The increasingly competitive browser market has at last created an environment in which emerging Web standards can flourish. One of the harbingers of the open Web renaissance is HTML 5, the next major version of the W3C's ubiquitous HTML standard. Although HTML 5 is still in the draft stage, several of its features have already been widely adopted by browsers like Safari, Chrome, and Firefox. Among the most compelling is the "video" element, which has the potential to free Web video from its plugin prison and make video content a native first-class citizen on the Web—if codec disagreements don't stand in the way.

In an article last month, we explored the challenges and opportunities associated with the HTML 5 video element.
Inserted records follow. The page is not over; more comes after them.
use crate::core::error::ApiError;
use crate::AppState;
use axum::{extract::Path, http::StatusCode, Extension, Json};
use todo_types::{
    CreateTodoRequest, ErrorBody, MessageResponse, Todo, TodoPathParams, UpdateTodoRequest,
};
use tracing::error;

fn not_found(id: i64) -> ApiError {
    ApiError::NotFound(format!("todo {id} not found"))
}

#[utoipa::path(
    get,
    path = "/todos",
    responses(
        (status = 200, description = "All todo items in creation order", body = [Todo]),
    ),
    tag = "Todos"
)]
pub async fn list(Extension(st): Extension<AppState>) -> Result<Json<Vec<Todo>>, ApiError> {
    let rows = st.todos.list().await.map_err(|err| {
        error!(?err, "failed to list todos");
        ApiError::Internal
    })?;

    Ok(Json(rows.into_iter().map(Todo::from).collect()))
}

#[utoipa::path(
    get,
    path = "/todos/{id}",
    params(TodoPathParams),
    responses(
        (status = 200, description = "The todo item", body = Todo),
        (status = 404, description = "Todo not found", body = ErrorBody),
    ),
    tag = "Todos"
)]
pub async fn get(
    Extension(st): Extension<AppState>,
    Path(TodoPathParams { id }): Path<TodoPathParams>,
) -> Result<Json<Todo>, ApiError> {
    let row = st.todos.get(id).await.map_err(|err| match err {
        sqlx::Error::RowNotFound => not_found(id),
        other => {
            error!(error = ?other, "failed to load todo");
            ApiError::Internal
        }
    })?;

    Ok(Json(row.into()))
}

#[utoipa::path(
    post,
    path = "/todos",
    request_body = CreateTodoRequest,
    responses(
        (status = 201, description = "Todo created", body = Todo),
        (status = 422, description = "Missing or empty title", body = ErrorBody),
    ),
    tag = "Todos"
)]
pub async fn create(
    Extension(st): Extension<AppState>,
    Json(req): Json<CreateTodoRequest>,
) -> Result<(StatusCode, Json<Todo>), ApiError> {
    if req.title.trim().is_empty() {
        return Err(ApiError::Validation("title must not be empty".into()));
    }

    let row = st
        .todos
        .create(&req.title, req.description.as_deref())
        .await
        .map_err(|err| {
            error!(?err, "failed to create todo");
            ApiError::Internal
        })?;

    Ok((StatusCode::CREATED, Json(row.into())))
}

#[utoipa::path(
    put,
    path = "/todos/{id}",
    params(TodoPathParams),
    request_body = UpdateTodoRequest,
    responses(
        (status = 200, description = "Todo updated", body = Todo),
        (status = 404, description = "Todo not found", body = ErrorBody),
        (status = 422, description = "Empty title", body = ErrorBody),
    ),
    tag = "Todos"
)]
pub async fn update(
    Extension(st): Extension<AppState>,
    Path(TodoPathParams { id }): Path<TodoPathParams>,
    Json(req): Json<UpdateTodoRequest>,
) -> Result<Json<Todo>, ApiError> {
    if let Some(title) = &req.title {
        if title.trim().is_empty() {
            return Err(ApiError::Validation("title must not be empty".into()));
        }
    }

    let row = st
        .todos
        .update(
            id,
            req.title.as_deref(),
            req.description.as_deref(),
            req.completed,
        )
        .await
        .map_err(|err| match err {
            sqlx::Error::RowNotFound => not_found(id),
            other => {
                error!(error = ?other, "failed to update todo");
                ApiError::Internal
            }
        })?;

    Ok(Json(row.into()))
}

#[utoipa::path(
    delete,
    path = "/todos/{id}",
    params(TodoPathParams),
    responses(
        (status = 200, description = "Todo deleted", body = MessageResponse),
        (status = 404, description = "Todo not found", body = ErrorBody),
    ),
    tag = "Todos"
)]
pub async fn delete(
    Extension(st): Extension<AppState>,
    Path(TodoPathParams { id }): Path<TodoPathParams>,
) -> Result<Json<MessageResponse>, ApiError> {
    let row = st.todos.delete(id).await.map_err(|err| match err {
        sqlx::Error::RowNotFound => not_found(id),
        other => {
            error!(error = ?other, "failed to delete todo");
            ApiError::Internal
        }
    })?;

    Ok(Json(MessageResponse {
        message: format!("todo {} deleted", row.id),
    }))
}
One of the most significant of these challenges is the lack of consensus around a standard media codec, a contentious issue that has rapidly escalated into a major controversy. The debate has now stalled without a clear resolution in sight.
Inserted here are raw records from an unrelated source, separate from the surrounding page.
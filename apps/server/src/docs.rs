use axum::Router;
use utoipa::OpenApi;
use utoipa_swagger_ui::SwaggerUi;

#[derive(OpenApi)]
#[openapi(
    paths(
        crate::features::welcome,
        crate::features::todos::routes::list,
        crate::features::todos::routes::get,
        crate::features::todos::routes::create,
        crate::features::todos::routes::update,
        crate::features::todos::routes::delete,
    ),
    components(
        schemas(
            todo_types::Todo,
            todo_types::CreateTodoRequest,
            todo_types::UpdateTodoRequest,
            todo_types::MessageResponse,
            todo_types::ErrorBody,
        )
    ),
    tags(
        (name = "Service", description = "Service-level endpoints."),
        (name = "Todos", description = "Todo item CRUD operations."),
    )
)]
pub struct ApiDoc;

pub fn router() -> Router {
    Router::new().merge(SwaggerUi::new("/docs").url("/docs/openapi.json", ApiDoc::openapi()))
}
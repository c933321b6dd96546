use server::{app, AppState};
use tracing::info;

#[tokio::main]
async fn main() -> anyhow::Result<()> {
    dotenvy::dotenv().ok();
    tracing_subscriber::fmt().with_env_filter("info").init();

    let db_url =
        std::env::var("DATABASE_URL").unwrap_or_else(|_| "sqlite://todos.db?mode=rwc".into());
    let db = sqlx::SqlitePool::connect(&db_url).await?;
    sqlx::migrate!("./migrations").run(&db).await?;

    let state = AppState::new(db);

    let bind = std::env::var("SERVER_BIND").unwrap_or_else(|_| "127.0.0.1:8080".into());
    info!(%bind, "todo api listening");
    let listener = tokio::net::TcpListener::bind(&bind).await?;
    axum::serve(listener, app(state).into_make_service()).await?;
    Ok(())
}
The HTML 5 working group is split between supporters of Ogg Theora and H.264. Their inability to find a compromise that is acceptable to all stakeholders has compelled HTML 5 spec editor Ian Hickson to "admit defeat" and give up on the effort to define specific codecs and media formats in the standard itself. This is problematic because the lack of uniform codec availability will make it impossible for content creators to publish their videos in a single format that will be viewable through the HTML 5 video element in all browsers.

In an e-mail posted to the WHATWG mailing list, Hickson outlined the positions of each major browser vendor and explained how the present impasse will influence the HTML 5 standard. Apple and Google favor H.264 while Mozilla and Opera favor Ogg Theora. Google intends to ship its browser with support for both codecs, which means that Apple is the only vendor that will not be supporting Ogg.

"After an inordinate amount of discussions, both in public and privately, on the situation regarding codecs for <video> and <audio> in HTML5, I have reluctantly come to the conclusion that there is no suitable codec that all vendors are willing to implement and ship," Hickson wrote. "I have therefore removed the two subsections in the HTML5 spec in which codecs would have been required, and have instead left the matter undefined."

Ogg Theora is an open format that is thought to be unencumbered by patents. The primary reference implementation is distributed under an open source license and it is being developed by the non-profit Xiph.org with funding from Mozilla. Ogg is strongly preferred by the open source software community because it can be freely redistributed without requiring licensing fees.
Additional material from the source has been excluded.